About this task =
Print the data exactly as it appears, keeping every word.

Data shown =
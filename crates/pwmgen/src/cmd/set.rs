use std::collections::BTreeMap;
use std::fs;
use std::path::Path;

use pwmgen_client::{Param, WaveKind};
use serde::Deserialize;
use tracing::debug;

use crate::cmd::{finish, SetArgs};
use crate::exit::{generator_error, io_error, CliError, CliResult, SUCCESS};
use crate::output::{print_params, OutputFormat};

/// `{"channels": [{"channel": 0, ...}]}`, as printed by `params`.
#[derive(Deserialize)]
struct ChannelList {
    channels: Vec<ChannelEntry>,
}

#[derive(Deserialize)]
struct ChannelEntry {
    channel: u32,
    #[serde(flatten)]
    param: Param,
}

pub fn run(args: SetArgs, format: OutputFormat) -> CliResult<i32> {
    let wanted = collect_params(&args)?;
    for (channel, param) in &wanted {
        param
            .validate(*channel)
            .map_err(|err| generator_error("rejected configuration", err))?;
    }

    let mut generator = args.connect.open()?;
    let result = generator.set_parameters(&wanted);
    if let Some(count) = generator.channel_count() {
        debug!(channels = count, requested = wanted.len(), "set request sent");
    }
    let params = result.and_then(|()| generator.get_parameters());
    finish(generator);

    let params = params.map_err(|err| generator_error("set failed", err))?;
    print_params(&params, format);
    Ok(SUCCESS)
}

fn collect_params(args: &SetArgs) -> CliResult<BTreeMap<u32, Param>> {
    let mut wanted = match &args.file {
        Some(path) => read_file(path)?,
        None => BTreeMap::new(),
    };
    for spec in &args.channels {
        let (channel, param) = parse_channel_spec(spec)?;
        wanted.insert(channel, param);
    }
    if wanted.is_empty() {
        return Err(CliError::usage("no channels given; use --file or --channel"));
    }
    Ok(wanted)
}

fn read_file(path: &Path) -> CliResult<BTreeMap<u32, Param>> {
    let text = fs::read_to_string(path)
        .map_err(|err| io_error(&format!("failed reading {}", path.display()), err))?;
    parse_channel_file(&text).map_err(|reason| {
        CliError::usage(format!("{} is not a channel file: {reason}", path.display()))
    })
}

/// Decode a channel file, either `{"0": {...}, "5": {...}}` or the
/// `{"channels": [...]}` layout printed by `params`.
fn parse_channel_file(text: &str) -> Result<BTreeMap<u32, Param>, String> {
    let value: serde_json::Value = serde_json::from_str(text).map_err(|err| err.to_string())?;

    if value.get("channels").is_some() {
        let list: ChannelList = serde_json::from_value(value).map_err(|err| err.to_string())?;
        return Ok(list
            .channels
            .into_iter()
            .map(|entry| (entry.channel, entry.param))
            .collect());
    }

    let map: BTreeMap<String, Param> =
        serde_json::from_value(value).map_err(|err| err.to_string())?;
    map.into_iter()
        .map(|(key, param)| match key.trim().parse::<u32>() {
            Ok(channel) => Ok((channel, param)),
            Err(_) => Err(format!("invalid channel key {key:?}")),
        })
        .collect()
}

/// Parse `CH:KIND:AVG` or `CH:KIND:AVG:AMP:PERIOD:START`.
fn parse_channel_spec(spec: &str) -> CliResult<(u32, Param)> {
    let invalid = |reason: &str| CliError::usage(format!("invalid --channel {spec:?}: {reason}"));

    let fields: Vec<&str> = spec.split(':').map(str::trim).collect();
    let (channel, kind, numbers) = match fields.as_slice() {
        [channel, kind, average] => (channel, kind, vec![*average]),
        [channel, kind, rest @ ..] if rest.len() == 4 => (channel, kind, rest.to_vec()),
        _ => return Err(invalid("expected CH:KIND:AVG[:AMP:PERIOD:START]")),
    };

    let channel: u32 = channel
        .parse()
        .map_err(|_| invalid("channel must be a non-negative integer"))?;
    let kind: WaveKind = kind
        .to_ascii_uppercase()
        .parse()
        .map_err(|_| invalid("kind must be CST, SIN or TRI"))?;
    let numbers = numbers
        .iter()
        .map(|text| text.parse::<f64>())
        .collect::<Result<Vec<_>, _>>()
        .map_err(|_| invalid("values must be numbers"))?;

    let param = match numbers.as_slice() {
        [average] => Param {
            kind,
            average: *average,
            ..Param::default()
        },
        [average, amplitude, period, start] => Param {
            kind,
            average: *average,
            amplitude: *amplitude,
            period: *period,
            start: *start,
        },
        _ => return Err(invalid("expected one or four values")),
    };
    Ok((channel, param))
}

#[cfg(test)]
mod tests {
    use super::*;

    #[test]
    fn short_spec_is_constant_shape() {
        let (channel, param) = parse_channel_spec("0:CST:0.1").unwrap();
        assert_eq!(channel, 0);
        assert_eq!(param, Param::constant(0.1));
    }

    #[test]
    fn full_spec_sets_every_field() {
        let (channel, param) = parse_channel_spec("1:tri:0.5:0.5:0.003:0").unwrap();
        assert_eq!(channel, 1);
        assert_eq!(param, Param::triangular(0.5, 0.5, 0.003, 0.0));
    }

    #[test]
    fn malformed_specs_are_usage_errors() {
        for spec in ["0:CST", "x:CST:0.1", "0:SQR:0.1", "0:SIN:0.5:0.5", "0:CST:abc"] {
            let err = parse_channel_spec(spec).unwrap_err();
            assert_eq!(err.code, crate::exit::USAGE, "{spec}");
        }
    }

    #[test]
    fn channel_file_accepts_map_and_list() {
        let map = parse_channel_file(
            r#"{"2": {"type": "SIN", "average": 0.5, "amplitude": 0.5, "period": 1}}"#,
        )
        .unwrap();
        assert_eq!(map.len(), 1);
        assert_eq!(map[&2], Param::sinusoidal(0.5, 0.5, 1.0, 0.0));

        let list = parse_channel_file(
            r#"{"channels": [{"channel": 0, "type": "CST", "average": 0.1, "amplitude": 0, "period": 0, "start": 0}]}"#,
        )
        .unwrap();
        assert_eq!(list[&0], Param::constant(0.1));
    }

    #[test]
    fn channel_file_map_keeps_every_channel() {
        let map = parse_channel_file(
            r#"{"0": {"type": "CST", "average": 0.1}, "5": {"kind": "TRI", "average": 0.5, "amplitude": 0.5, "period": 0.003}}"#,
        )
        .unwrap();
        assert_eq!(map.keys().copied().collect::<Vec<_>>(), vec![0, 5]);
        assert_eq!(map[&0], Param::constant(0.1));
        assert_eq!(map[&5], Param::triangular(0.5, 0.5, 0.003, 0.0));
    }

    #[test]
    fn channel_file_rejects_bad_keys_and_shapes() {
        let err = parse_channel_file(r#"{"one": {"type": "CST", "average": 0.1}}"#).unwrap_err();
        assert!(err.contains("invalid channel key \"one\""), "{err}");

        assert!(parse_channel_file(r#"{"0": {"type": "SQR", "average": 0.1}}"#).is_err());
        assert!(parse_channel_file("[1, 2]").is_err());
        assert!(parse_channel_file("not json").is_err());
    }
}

Exercise response =
filename crates/pwmgen/src/cmd/set.rs
use std::collections::BTreeMap;
use std::fs;
use std::path::Path;

use pwmgen_client::{Param, WaveKind};
use serde::Deserialize;
use tracing::debug;

use crate::cmd::{finish, SetArgs};
use crate::exit::{generator_error, io_error, CliError, CliResult, SUCCESS};
use crate::output::{print_params, OutputFormat};

/// `{"channels": [{"channel": 0, ...}]}`, as printed by `params`.
#[derive(Deserialize)]
struct ChannelList {
    channels: Vec<ChannelEntry>,
}

#[derive(Deserialize)]
struct ChannelEntry {
    channel: u32,
    #[serde(flatten)]
    param: Param,
}

pub fn run(args: SetArgs, format: OutputFormat) -> CliResult<i32> {
    let wanted = collect_params(&args)?;
    for (channel, param) in &wanted {
        param
            .validate(*channel)
            .map_err(|err| generator_error("rejected configuration", err))?;
    }

    let mut generator = args.connect.open()?;
    let result = generator.set_parameters(&wanted);
    if let Some(count) = generator.channel_count() {
        debug!(channels = count, requested = wanted.len(), "set request sent");
    }
    let params = result.and_then(|()| generator.get_parameters());
    finish(generator);

    let params = params.map_err(|err| generator_error("set failed", err))?;
    print_params(&params, format);
    Ok(SUCCESS)
}

fn collect_params(args: &SetArgs) -> CliResult<BTreeMap<u32, Param>> {
    let mut wanted = match &args.file {
        Some(path) => read_file(path)?,
        None => BTreeMap::new(),
    };
    for spec in &args.channels {
        let (channel, param) = parse_channel_spec(spec)?;
        wanted.insert(channel, param);
    }
    if wanted.is_empty() {
        return Err(CliError::usage("no channels given; use --file or --channel"));
    }
    Ok(wanted)
}

fn read_file(path: &Path) -> CliResult<BTreeMap<u32, Param>> {
    let text = fs::read_to_string(path)
        .map_err(|err| io_error(&format!("failed reading {}", path.display()), err))?;
    parse_channel_file(&text).map_err(|reason| {
        CliError::usage(format!("{} is not a channel file: {reason}", path.display()))
    })
}

/// Decode a channel file, either `{"0": {...}, "5": {...}}` or the
/// `{"channels": [...]}` layout printed by `params`.
fn parse_channel_file(text: &str) -> Result<BTreeMap<u32, Param>, String> {
    let value: serde_json::Value = serde_json::from_str(text).map_err(|err| err.to_string())?;

    if value.get("channels").is_some() {
        let list: ChannelList = serde_json::from_value(value).map_err(|err| err.to_string())?;
        return Ok(list
            .channels
            .into_iter()
            .map(|entry| (entry.channel, entry.param))
            .collect());
    }

    let map: BTreeMap<String, Param> =
        serde_json::from_value(value).map_err(|err| err.to_string())?;
    map.into_iter()
        .map(|(key, param)| match key.trim().parse::<u32>() {
            Ok(channel) => Ok((channel, param)),
            Err(_) => Err(format!("invalid channel key {key:?}")),
        })
        .collect()
}

/// Parse `CH:KIND:AVG` or `CH:KIND:AVG:AMP:PERIOD:START`.
fn parse_channel_spec(spec: &str) -> CliResult<(u32, Param)> {
    let invalid = |reason: &str| CliError::usage(format!("invalid --channel {spec:?}: {reason}"));

    let fields: Vec<&str> = spec.split(':').map(str::trim).collect();
    let (channel, kind, numbers) = match fields.as_slice() {
        [channel, kind, average] => (channel, kind, vec![*average]),
        [channel, kind, rest @ ..] if rest.len() == 4 => (channel, kind, rest.to_vec()),
        _ => return Err(invalid("expected CH:KIND:AVG[:AMP:PERIOD:START]")),
    };

    let channel: u32 = channel
        .parse()
        .map_err(|_| invalid("channel must be a non-negative integer"))?;
    let kind: WaveKind = kind
        .to_ascii_uppercase()
        .parse()
        .map_err(|_| invalid("kind must be CST, SIN or TRI"))?;
    let numbers = numbers
        .iter()
        .map(|text| text.parse::<f64>())
        .collect::<Result<Vec<_>, _>>()
        .map_err(|_| invalid("values must be numbers"))?;

    let param = match numbers.as_slice() {
        [average] => Param {
            kind,
            average: *average,
            ..Param::default()
        },
        [average, amplitude, period, start] => Param {
            kind,
            average: *average,
            amplitude: *amplitude,
            period: *period,
            start: *start,
        },
        _ => return Err(invalid("expected one or four values")),
    };
    Ok((channel, param))
}

#[cfg(test)]
mod tests {
    use super::*;

    #[test]
    fn short_spec_is_constant_shape() {
        let (channel, param) = parse_channel_spec("0:CST:0.1").unwrap();
        assert_eq!(channel, 0);
        assert_eq!(param, Param::constant(0.1));
    }

    #[test]
    fn full_spec_sets_every_field() {
        let (channel, param) = parse_channel_spec("1:tri:0.5:0.5:0.003:0").unwrap();
        assert_eq!(channel, 1);
        assert_eq!(param, Param::triangular(0.5, 0.5, 0.003, 0.0));
    }

    #[test]
    fn malformed_specs_are_usage_errors() {
        for spec in ["0:CST", "x:CST:0.1", "0:SQR:0.1", "0:SIN:0.5:0.5", "0:CST:abc"] {
            let err = parse_channel_spec(spec).unwrap_err();
            assert_eq!(err.code, crate::exit::USAGE, "{spec}");
        }
    }

    #[test]
    fn channel_file_accepts_map_and_list() {
        let map = parse_channel_file(
            r#"{"2": {"type": "SIN", "average": 0.5, "amplitude": 0.5, "period": 1}}"#,
        )
        .unwrap();
        assert_eq!(map.len(), 1);
        assert_eq!(map[&2], Param::sinusoidal(0.5, 0.5, 1.0, 0.0));

        let list = parse_channel_file(
            r#"{"channels": [{"channel": 0, "type": "CST", "average": 0.1, "amplitude": 0, "period": 0, "start": 0}]}"#,
        )
        .unwrap();
        assert_eq!(list[&0], Param::constant(0.1));
    }

    #[test]
    fn channel_file_map_keeps_every_channel() {
        let map = parse_channel_file(
            r#"{"0": {"type": "CST", "average": 0.1}, "5": {"kind": "TRI", "average": 0.5, "amplitude": 0.5, "period": 0.003}}"#,
        )
        .unwrap();
        assert_eq!(map.keys().copied().collect::<Vec<_>>(), vec![0, 5]);
        assert_eq!(map[&0], Param::constant(0.1));
        assert_eq!(map[&5], Param::triangular(0.5, 0.5, 0.003, 0.0));
    }

    #[test]
    fn channel_file_rejects_bad_keys_and_shapes() {
        let err = parse_channel_file(r#"{"one": {"type": "CST", "average": 0.1}}"#).unwrap_err();
        assert!(err.contains("invalid channel key \"one\""), "{err}");

        assert!(parse_channel_file(r#"{"0": {"type": "SQR", "average": 0.1}}"#).is_err());
        assert!(parse_channel_file("[1, 2]").is_err());
        assert!(parse_channel_file("not json").is_err());
    }
}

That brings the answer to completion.